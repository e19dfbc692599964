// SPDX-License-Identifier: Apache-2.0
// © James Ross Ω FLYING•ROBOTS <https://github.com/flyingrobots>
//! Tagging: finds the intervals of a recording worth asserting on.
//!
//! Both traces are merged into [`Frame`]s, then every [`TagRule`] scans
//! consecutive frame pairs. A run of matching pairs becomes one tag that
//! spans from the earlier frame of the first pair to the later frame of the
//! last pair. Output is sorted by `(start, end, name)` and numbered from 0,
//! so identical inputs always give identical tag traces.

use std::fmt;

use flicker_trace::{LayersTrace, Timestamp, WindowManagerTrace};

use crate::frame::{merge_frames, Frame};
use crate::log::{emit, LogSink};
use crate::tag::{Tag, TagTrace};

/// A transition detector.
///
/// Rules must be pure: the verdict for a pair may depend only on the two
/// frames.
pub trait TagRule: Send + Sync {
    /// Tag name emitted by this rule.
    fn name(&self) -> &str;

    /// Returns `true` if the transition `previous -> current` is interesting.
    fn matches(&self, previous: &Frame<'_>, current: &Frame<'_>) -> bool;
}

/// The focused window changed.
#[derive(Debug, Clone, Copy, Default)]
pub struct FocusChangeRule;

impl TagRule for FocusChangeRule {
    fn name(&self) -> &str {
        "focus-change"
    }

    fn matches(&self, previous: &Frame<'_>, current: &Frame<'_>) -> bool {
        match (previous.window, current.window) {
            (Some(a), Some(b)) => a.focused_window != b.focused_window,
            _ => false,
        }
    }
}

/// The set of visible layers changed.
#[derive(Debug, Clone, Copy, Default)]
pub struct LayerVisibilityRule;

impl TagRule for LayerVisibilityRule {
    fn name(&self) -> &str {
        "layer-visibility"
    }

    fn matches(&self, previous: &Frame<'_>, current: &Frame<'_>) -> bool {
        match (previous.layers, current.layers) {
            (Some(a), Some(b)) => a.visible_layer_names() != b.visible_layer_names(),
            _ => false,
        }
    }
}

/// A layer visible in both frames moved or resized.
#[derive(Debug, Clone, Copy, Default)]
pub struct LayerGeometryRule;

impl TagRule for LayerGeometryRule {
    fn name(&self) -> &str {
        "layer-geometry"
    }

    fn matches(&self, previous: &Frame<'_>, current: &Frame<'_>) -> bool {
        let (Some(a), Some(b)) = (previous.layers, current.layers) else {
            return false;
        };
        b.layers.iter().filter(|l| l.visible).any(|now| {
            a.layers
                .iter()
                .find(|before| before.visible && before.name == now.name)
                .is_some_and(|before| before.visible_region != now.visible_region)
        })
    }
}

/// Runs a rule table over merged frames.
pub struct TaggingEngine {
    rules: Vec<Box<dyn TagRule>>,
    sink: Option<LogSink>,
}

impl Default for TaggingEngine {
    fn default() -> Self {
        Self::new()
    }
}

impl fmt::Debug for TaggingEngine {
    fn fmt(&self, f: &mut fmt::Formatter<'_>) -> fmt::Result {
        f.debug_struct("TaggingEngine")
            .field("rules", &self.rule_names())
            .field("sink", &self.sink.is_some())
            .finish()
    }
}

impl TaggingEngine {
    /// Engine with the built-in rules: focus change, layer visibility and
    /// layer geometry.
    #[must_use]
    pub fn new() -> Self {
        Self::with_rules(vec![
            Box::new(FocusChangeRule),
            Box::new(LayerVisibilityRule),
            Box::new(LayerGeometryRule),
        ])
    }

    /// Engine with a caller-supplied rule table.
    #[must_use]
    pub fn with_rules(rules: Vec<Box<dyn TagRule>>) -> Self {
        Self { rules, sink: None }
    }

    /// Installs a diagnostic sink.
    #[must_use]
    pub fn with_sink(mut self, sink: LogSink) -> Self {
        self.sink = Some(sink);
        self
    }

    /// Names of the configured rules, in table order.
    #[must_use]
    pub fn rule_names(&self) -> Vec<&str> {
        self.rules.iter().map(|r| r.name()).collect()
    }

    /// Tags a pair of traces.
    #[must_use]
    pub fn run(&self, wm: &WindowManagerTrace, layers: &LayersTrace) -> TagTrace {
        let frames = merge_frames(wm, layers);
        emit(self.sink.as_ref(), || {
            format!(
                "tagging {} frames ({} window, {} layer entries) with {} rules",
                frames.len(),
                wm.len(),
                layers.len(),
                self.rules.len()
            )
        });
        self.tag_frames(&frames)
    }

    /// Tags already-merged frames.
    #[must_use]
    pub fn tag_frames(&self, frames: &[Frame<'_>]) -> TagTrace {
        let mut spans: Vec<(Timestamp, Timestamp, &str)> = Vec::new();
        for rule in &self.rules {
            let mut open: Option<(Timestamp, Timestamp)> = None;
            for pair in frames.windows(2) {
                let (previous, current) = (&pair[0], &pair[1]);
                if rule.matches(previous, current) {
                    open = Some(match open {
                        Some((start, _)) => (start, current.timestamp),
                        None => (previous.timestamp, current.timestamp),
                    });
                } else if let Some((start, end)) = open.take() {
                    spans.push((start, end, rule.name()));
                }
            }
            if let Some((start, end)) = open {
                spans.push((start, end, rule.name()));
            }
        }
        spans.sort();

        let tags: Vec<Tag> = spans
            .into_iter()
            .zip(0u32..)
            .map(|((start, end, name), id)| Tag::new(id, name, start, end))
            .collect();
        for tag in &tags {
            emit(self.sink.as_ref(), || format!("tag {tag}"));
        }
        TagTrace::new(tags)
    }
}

________

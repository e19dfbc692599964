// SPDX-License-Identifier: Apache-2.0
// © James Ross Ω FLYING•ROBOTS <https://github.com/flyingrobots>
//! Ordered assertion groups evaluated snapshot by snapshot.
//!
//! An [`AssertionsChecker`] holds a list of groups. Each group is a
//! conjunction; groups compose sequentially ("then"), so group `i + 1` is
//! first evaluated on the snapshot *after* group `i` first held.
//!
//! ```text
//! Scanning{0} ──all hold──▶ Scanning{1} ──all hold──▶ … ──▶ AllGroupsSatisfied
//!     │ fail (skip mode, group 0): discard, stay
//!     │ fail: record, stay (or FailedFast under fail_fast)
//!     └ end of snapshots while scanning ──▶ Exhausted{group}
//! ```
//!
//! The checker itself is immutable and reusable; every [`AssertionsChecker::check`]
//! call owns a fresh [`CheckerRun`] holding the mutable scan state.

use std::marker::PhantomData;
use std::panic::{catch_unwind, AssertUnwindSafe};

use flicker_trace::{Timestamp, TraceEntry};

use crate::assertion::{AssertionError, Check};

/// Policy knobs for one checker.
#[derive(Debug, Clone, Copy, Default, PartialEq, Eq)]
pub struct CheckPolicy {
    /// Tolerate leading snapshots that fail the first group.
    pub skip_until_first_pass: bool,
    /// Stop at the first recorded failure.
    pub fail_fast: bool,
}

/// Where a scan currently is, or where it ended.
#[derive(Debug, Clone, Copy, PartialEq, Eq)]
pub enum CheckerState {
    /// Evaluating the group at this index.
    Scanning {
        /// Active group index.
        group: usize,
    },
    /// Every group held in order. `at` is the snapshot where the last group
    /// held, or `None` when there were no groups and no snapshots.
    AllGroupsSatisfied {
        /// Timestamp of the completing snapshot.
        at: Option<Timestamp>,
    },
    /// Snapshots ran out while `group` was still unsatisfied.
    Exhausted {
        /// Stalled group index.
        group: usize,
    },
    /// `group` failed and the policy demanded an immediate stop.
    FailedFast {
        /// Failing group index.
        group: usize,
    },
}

________

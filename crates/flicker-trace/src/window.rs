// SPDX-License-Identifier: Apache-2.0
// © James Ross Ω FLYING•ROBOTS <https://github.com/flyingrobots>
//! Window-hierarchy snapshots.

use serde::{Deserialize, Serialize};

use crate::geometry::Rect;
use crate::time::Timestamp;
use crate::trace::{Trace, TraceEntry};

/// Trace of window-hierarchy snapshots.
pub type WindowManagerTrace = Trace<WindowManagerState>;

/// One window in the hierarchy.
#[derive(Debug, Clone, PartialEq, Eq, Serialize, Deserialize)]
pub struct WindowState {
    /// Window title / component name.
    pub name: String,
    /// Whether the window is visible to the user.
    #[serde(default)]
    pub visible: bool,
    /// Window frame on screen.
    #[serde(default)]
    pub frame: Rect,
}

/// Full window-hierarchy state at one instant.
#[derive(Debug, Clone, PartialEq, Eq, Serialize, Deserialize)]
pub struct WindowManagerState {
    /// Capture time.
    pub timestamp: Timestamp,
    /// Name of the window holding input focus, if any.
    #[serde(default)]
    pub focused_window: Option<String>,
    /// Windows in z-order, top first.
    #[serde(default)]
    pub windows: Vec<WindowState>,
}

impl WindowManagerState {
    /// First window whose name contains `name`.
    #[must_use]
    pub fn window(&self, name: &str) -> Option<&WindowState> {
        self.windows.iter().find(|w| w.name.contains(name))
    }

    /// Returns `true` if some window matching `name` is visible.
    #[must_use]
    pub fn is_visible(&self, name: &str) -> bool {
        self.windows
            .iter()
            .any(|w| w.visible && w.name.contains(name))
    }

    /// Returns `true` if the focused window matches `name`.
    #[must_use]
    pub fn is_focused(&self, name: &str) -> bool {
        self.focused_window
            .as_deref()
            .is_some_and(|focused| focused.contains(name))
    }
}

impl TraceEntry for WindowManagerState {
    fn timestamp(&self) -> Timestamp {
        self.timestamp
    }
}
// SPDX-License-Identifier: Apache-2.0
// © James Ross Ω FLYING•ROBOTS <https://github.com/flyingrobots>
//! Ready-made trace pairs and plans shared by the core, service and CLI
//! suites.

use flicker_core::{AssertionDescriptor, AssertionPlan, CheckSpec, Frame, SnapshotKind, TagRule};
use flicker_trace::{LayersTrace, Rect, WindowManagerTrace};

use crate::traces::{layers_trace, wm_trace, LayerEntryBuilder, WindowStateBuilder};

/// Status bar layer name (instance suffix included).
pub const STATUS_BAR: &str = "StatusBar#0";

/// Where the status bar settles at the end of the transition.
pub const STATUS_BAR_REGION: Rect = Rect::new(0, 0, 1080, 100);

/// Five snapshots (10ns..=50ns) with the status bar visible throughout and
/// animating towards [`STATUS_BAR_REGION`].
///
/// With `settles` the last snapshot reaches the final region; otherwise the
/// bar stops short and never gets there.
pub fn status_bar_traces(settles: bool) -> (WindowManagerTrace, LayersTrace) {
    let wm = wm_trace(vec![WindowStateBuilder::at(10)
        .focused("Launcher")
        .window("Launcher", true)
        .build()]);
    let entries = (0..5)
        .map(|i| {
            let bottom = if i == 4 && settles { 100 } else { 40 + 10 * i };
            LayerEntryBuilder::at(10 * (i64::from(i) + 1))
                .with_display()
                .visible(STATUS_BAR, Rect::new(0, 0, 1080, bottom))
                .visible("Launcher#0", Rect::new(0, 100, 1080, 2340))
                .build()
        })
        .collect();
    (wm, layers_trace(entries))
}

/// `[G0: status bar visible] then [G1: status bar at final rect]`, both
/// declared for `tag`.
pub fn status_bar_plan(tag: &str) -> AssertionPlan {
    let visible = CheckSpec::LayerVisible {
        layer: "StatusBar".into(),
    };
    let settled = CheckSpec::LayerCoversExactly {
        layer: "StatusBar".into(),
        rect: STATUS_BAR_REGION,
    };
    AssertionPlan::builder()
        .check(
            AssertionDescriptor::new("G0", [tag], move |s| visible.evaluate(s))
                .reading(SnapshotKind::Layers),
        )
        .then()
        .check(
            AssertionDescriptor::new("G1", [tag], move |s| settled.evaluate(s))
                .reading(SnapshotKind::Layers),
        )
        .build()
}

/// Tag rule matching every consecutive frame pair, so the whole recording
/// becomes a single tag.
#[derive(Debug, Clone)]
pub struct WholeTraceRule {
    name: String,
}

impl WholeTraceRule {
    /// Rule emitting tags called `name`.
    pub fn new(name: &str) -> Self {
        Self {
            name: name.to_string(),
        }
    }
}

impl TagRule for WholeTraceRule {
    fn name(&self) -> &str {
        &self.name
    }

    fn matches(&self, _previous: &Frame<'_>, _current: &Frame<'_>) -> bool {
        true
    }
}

________

The expected output is each line of the records above that includes the word "LayerVisibilityRule".

pub struct LayerVisibilityRule;
impl TagRule for LayerVisibilityRule {
            Box::new(LayerVisibilityRule),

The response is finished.